[Start of Attachment]
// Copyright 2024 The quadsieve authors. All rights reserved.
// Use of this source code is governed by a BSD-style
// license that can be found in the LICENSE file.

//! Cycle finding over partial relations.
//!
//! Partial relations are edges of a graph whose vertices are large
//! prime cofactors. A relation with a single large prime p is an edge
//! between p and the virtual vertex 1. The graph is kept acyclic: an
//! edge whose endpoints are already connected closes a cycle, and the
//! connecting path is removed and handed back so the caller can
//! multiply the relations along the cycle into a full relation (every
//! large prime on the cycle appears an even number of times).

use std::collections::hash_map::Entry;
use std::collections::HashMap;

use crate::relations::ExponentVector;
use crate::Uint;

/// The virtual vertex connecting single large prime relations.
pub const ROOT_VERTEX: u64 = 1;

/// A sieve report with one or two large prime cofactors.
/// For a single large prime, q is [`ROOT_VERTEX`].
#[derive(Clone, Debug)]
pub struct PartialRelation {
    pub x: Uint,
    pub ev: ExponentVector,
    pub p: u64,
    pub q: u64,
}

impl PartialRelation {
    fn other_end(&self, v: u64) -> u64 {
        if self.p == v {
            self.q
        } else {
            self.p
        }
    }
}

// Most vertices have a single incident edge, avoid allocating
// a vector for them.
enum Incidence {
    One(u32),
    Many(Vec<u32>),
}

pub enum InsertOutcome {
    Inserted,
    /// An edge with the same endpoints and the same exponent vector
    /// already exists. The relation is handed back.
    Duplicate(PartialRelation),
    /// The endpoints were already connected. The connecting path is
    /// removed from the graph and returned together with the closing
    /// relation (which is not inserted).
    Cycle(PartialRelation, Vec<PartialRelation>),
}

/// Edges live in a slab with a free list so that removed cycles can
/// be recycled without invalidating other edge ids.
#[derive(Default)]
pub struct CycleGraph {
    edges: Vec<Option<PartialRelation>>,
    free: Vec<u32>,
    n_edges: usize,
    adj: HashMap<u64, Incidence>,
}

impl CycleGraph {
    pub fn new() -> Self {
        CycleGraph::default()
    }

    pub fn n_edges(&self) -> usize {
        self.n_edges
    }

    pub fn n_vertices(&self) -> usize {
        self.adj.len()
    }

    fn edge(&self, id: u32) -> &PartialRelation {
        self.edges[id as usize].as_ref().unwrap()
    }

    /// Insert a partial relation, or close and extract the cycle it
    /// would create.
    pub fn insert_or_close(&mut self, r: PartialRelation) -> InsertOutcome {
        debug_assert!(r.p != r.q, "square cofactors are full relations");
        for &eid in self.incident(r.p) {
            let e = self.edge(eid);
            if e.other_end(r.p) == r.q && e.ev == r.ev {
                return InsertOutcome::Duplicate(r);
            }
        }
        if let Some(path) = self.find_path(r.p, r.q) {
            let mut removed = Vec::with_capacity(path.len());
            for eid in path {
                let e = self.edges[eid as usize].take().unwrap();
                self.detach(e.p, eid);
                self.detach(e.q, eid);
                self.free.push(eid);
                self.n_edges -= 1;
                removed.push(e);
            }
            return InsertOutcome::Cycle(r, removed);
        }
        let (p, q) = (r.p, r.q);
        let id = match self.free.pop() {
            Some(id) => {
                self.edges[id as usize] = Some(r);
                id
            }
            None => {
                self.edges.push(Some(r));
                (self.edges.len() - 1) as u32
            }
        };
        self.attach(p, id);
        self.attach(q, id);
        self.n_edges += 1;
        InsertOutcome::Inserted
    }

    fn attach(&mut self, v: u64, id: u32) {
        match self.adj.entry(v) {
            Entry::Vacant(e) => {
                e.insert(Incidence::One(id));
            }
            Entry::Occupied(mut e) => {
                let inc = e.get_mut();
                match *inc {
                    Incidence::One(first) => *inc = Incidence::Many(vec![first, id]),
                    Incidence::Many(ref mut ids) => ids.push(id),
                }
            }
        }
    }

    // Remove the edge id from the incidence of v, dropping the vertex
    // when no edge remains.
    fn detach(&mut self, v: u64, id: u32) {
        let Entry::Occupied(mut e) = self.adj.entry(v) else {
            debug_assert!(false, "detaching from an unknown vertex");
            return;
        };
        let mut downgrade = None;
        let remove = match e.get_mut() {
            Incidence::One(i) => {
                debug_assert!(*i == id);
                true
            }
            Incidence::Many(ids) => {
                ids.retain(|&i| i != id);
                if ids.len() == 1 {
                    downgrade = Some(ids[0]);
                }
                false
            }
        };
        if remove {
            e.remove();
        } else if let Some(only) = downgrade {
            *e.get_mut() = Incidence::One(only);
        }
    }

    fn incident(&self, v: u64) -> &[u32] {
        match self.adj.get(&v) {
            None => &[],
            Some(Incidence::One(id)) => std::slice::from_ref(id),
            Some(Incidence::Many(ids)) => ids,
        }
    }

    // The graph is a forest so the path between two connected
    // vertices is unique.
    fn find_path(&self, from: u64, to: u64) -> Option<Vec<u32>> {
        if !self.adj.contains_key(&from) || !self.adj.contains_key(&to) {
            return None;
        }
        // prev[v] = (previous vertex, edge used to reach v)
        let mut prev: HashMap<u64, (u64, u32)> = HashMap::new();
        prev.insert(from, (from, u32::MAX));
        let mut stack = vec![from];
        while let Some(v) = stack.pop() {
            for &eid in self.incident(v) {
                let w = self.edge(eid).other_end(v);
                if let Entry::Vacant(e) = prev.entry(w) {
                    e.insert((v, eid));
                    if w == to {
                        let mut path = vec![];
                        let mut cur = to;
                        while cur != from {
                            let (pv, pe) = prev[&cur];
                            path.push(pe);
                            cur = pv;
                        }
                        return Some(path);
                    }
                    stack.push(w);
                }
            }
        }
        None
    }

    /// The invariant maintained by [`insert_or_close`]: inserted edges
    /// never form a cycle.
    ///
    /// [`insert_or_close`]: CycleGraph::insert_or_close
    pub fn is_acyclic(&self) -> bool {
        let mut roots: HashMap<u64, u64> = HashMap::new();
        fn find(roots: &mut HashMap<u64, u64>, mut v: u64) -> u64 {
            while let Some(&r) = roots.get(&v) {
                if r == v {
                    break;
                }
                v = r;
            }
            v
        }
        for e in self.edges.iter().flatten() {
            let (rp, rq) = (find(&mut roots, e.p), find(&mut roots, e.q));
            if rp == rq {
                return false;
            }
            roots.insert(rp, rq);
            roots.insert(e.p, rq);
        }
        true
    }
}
[End of Attachment]
Exercise requirements:
Look for the word "prev". Copy out every line of the data that has it.

Problem solution:
        // prev[v] = (previous vertex, edge used to reach v)
        let mut prev: HashMap<u64, (u64, u32)> = HashMap::new();
        prev.insert(from, (from, u32::MAX));
                if let Entry::Vacant(e) = prev.entry(w) {
                            let (pv, pe) = prev[&cur];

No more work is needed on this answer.